IBM’s expansion into the cloud is clear, and for good reason: a recent IDC survey said that 80 percent of enterprise IT organizations will commit to hybrid cloud architectures by 2017. No one segment will dominate in IBM’s view—the company sees a future where public and private clouds coexist with traditional on-prem IT. Recent studies predict the hybrid cloud will actually outgrow the traditional public cloud over the next few years.

IBM offers multiple entry points to the cloud, including its SoftLayer public cloud services (IaaS), Bluemix private cloud (PaaS) and CMS (SaaS) solutions. IBM offered 65 new cloud services and added 8 new data centers around the world in 2015. The Bluemix offering is increasingly popular; it surpassed two million users last year and is growing by 15,000 new customers per week.

IBM sees opportunity in offering cloud services because more than 60 percent of enterprises building hybrid clouds will purchase workload-centric cloud management solutions by 2017.

Cognitive Computing, Watson

The theme of IBM’s PartnerWorld 2016 was “Leading together in the cognitive era,” which is indicative of IBM’s increasing focus on its cognitive solutions.

“It [Watson] will fundamentally change a company, a profession, and an industry…I can tell you that because I know it is already changing us,” Rometty explained.

IBM Research has developed Watson over the course of a decade, and it is currently in 36 countries and within 80,000 programs developed by 500 companies. IBM has made Watson available on Bluemix, where users can easily compose applications that utilize its cognitive functionality. There are currently over 3.2 billion Watson API calls per month, which is impressive in light of the relatively short timespan it has been available to the public.

Over 6.4 billion sensors are connected to the internet, and harnessing that data and providing actionable insights is the key motivator behind IBM’s analytics and cognitive computing programs. IBM continues to expand upon its leadership position in the analytics market while utilizing it as a springboard into lucrative new segments.

For instance, IBM established its Watson Health division just last April, and since has pumped over $4 billion in health-related acquisitions into the new business unit, with the most recent being its Truven Health Analytics acquisition for $2.6 billion (this week). Truven Health expands IBM’s reach into the healthcare analytics market tremendously—it handles data for over 300 million patients.

Thoughts

The enterprise IT industry is undergoing one of the largest migrations in history as more data moves to the cloud. IBM obviously sees the writing on the wall and is offering a full suite of cloud and hybrid cloud solutions to adjust to what it perceives as the new normal.

The IBM strategy obviously contrasts with the approach taken by Dell and EMC, which are coming together to form a monolithic company primarily focused on servicing on-prem deployments, though they are working in partnership with other cloud providers. The integrated power of the Dell/EMC combination holds its own advantages, particularly in economies of scale and sheer reach.

HP’s approach serves as the polar opposite to the Dell/EMC strategy; it severed itself into two entities in an attempt to survive the coming onslaught of the cloud and ODM/whitebox vendors.
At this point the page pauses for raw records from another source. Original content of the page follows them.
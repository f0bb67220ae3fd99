//! Isomorphism rejection: one splay tree of canonical forms per vertex count.

use crate::canon::CanonicalForm;
use std::cmp::Ordering;

#[derive(Debug)]
struct Node {
    key: CanonicalForm,
    left: Option<usize>,
    right: Option<usize>,
}

/// Top-down splay tree over byte keys, stored in an arena.
#[derive(Debug, Default)]
pub struct SplayTree {
    nodes: Vec<Node>,
    root: Option<usize>,
}

impl SplayTree {
    pub fn new() -> Self {
        Self::default()
    }

    pub fn len(&self) -> usize {
        self.nodes.len()
    }

    pub fn is_empty(&self) -> bool {
        self.nodes.is_empty()
    }

    fn cmp_at(&self, key: &[u8], node: usize) -> Ordering {
        key.cmp(self.nodes[node].key.as_bytes())
    }

    /// Splays the node closest to `key` to the root of the subtree `t` and
    /// returns the new root.
    fn splay(&mut self, mut t: usize, key: &[u8]) -> usize {
        // Left tree holds keys below `key`, right tree keys above it.
        let mut left_root: Option<usize> = None;
        let mut left_last: Option<usize> = None;
        let mut right_root: Option<usize> = None;
        let mut right_last: Option<usize> = None;

        loop {
            match self.cmp_at(key, t) {
                Ordering::Less => {
                    let Some(mut l) = self.nodes[t].left else { break };
                    if self.cmp_at(key, l) == Ordering::Less {
                        // rotate right
                        self.nodes[t].left = self.nodes[l].right;
                        self.nodes[l].right = Some(t);
                        t = l;
                        match self.nodes[t].left {
                            Some(next) => l = next,
                            None => break,
                        }
                    }
                    // link right
                    match right_last {
                        Some(r) => self.nodes[r].left = Some(t),
                        None => right_root = Some(t),
                    }
                    right_last = Some(t);
                    t = l;
                }
                Ordering::Greater => {
                    let Some(mut r) = self.nodes[t].right else { break };
                    if self.cmp_at(key, r) == Ordering::Greater {
                        // rotate left
                        self.nodes[t].right = self.nodes[r].left;
                        self.nodes[r].left = Some(t);
                        t = r;
                        match self.nodes[t].right {
                            Some(next) => r = next,
                            None => break,
                        }
                    }
                    // link left
                    match left_last {
                        Some(l) => self.nodes[l].right = Some(t),
                        None => left_root = Some(t),
                    }
                    left_last = Some(t);
                    t = r;
                }
                Ordering::Equal => break,
            }
        }

        // assemble
        if let Some(l) = left_last {
            self.nodes[l].right = self.nodes[t].left;
            self.nodes[t].left = left_root;
        }
        if let Some(r) = right_last {
            self.nodes[r].left = self.nodes[t].right;
            self.nodes[t].right = right_root;
        }
        t
    }

    /// Inserts `key` unless an equal key is present; returns whether it was new.
    pub fn insert(&mut self, key: CanonicalForm) -> bool {
        let Some(root) = self.root else {
            self.nodes.push(Node {
                key,
                left: None,
                right: None,
            });
            self.root = Some(0);
            return true;
        };
        let t = self.splay(root, key.as_bytes());
        self.root = Some(t);
        let (left, right) = match self.cmp_at(key.as_bytes(), t) {
            Ordering::Equal => return false,
            Ordering::Less => {
                let left = self.nodes[t].left.take();
                (left, Some(t))
            }
            Ordering::Greater => {
                let right = self.nodes[t].right.take();
                (Some(t), right)
            }
        };
        self.nodes.push(Node { key, left, right });
        self.root = Some(self.nodes.len() - 1);
        true
    }

    /// Membership test; splays like any other access.
    pub fn contains(&mut self, key: &[u8]) -> bool {
        let Some(root) = self.root else {
            return false;
        };
        let t = self.splay(root, key);
        self.root = Some(t);
        self.cmp_at(key, t) == Ordering::Equal
    }

    /// Keys in increasing order.
    pub fn keys(&self) -> Vec<&CanonicalForm> {
        let mut out = Vec::with_capacity(self.nodes.len());
        let mut stack = Vec::new();
        let mut cur = self.root;
        while cur.is_some() || !stack.is_empty() {
            while let Some(c) = cur {
                stack.push(c);
                cur = self.nodes[c].left;
            }
            if let Some(c) = stack.pop() {
                out.push(&self.nodes[c].key);
                cur = self.nodes[c].right;
            }
        }
        out
    }
}

/// Canonical forms seen so far, bucketed by vertex count.
#[derive(Debug, Default)]
pub struct IsoCache {
    trees: Vec<SplayTree>,
}

impl IsoCache {
    pub fn new(max_vertices: usize) -> Self {
        IsoCache {
            trees: (0..=max_vertices).map(|_| SplayTree::new()).collect(),
        }
    }

    fn tree(&mut self, n: usize) -> &mut SplayTree {
        if n >= self.trees.len() {
            self.trees.resize_with(n + 1, SplayTree::new);
        }
        &mut self.trees[n]
    }

    /// Records `form` for order `n`; `false` if an isomorphic graph was seen.
    pub fn lookup_or_insert(&mut self, form: CanonicalForm, n: usize) -> bool {
        self.tree(n).insert(form)
    }

    /// Like [`IsoCache::lookup_or_insert`] without recording anything.
    pub fn contains(&mut self, form: &CanonicalForm, n: usize) -> bool {
        self.tree(n).contains(form.as_bytes())
    }

    /// Number of stored classes of order `n`.
    pub fn count(&self, n: usize) -> usize {
        self.trees.get(n).map_or(0, SplayTree::len)
    }
}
IBM believes that cognitive computing will provide the differentiator for its partners and customers, and that the company’s radical reinvention of itself around bleeding edge cloud-based technologies will win the day. IBM is taking perhaps the most drastic measures to ensure its viability in the future of computing.

IBM is working furiously to adapt and avoid being disrupted by the cloud. Embrace the cloud or die seems to be the tenor of the industry at this point, and time will tell if IBM’s approach wins out.